▸ What is expected
This exercise requires every record to be repeated exactly.

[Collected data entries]
____

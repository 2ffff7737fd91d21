use crate::level::Level;
use chrono::{DateTime, Local};
use serde::Serialize;
use serde_json::{Map, Value};

/// Optional typed fields attached to a single emission, plus free-form
/// extension fields supplied by the caller.
///
/// Built with chained setters:
///
/// ```
/// use flowlog::record::Fields;
///
/// let fields = Fields::new()
///     .function("load_orders")
///     .duration_ms(12.5)
///     .extra("custom", "field");
/// assert_eq!(fields.function.as_deref(), Some("load_orders"));
/// ```
#[derive(Debug, Clone, Default, PartialEq, Serialize)]
pub struct Fields {
    pub function: Option<String>,
    pub error_code: Option<String>,
    pub duration_ms: Option<f64>,
    pub stack_trace: Option<String>,
    /// Caller-supplied key/value pairs, in insertion order.
    pub extra: Map<String, Value>,
}

impl Fields {
    pub fn new() -> Self {
        Self::default()
    }

    pub fn function(mut self, name: impl Into<String>) -> Self {
        self.function = Some(name.into());
        self
    }

    pub fn error_code(mut self, code: impl Into<String>) -> Self {
        self.error_code = Some(code.into());
        self
    }

    pub fn duration_ms(mut self, ms: f64) -> Self {
        self.duration_ms = Some(ms);
        self
    }

    pub fn stack_trace(mut self, trace: impl Into<String>) -> Self {
        self.stack_trace = Some(trace.into());
        self
    }

    /// Attach an extension field. Values that cannot be represented as JSON
    /// are stored as a descriptive string instead of being dropped.
    pub fn extra(mut self, key: impl Into<String>, value: impl Serialize) -> Self {
        let value = serde_json::to_value(value)
            .unwrap_or_else(|e| Value::String(format!("<unserializable: {}>", e)));
        self.extra.insert(key.into(), value);
        self
    }
}

/// Immutable snapshot of one emission, handed to the formatter and then
/// dropped.
#[derive(Debug, Clone, Serialize)]
pub struct LogRecord {
    pub timestamp: DateTime<Local>,
    pub level: Level,
    pub logger: String,
    /// Message as composed by the logger (line mode already carries the
    /// flow prefix and suffixes).
    pub message: String,
    pub fields: Fields,
    /// `" -> "`-joined active function names, empty at top level.
    pub call_stack: String,
}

____

▸ Answer space
repository 2ffff7737fd91d21
use crate::level::Level;
use chrono::{DateTime, Local};
use serde::Serialize;
use serde_json::{Map, Value};

/// Optional typed fields attached to a single emission, plus free-form
/// extension fields supplied by the caller.
///
/// Built with chained setters:
///
/// ```
/// use flowlog::record::Fields;
///
/// let fields = Fields::new()
///     .function("load_orders")
///     .duration_ms(12.5)
///     .extra("custom", "field");
/// assert_eq!(fields.function.as_deref(), Some("load_orders"));
/// ```
#[derive(Debug, Clone, Default, PartialEq, Serialize)]
pub struct Fields {
    pub function: Option<String>,
    pub error_code: Option<String>,
    pub duration_ms: Option<f64>,
    pub stack_trace: Option<String>,
    /// Caller-supplied key/value pairs, in insertion order.
    pub extra: Map<String, Value>,
}

impl Fields {
    pub fn new() -> Self {
        Self::default()
    }

    pub fn function(mut self, name: impl Into<String>) -> Self {
        self.function = Some(name.into());
        self
    }

    pub fn error_code(mut self, code: impl Into<String>) -> Self {
        self.error_code = Some(code.into());
        self
    }

    pub fn duration_ms(mut self, ms: f64) -> Self {
        self.duration_ms = Some(ms);
        self
    }

    pub fn stack_trace(mut self, trace: impl Into<String>) -> Self {
        self.stack_trace = Some(trace.into());
        self
    }

    /// Attach an extension field. Values that cannot be represented as JSON
    /// are stored as a descriptive string instead of being dropped.
    pub fn extra(mut self, key: impl Into<String>, value: impl Serialize) -> Self {
        let value = serde_json::to_value(value)
            .unwrap_or_else(|e| Value::String(format!("<unserializable: {}>", e)));
        self.extra.insert(key.into(), value);
        self
    }
}

/// Immutable snapshot of one emission, handed to the formatter and then
/// dropped.
#[derive(Debug, Clone, Serialize)]
pub struct LogRecord {
    pub timestamp: DateTime<Local>,
    pub level: Level,
    pub logger: String,
    /// Message as composed by the logger (line mode already carries the
    /// flow prefix and suffixes).
    pub message: String,
    pub fields: Fields,
    /// `" -> "`-joined active function names, empty at top level.
    pub call_stack: String,
}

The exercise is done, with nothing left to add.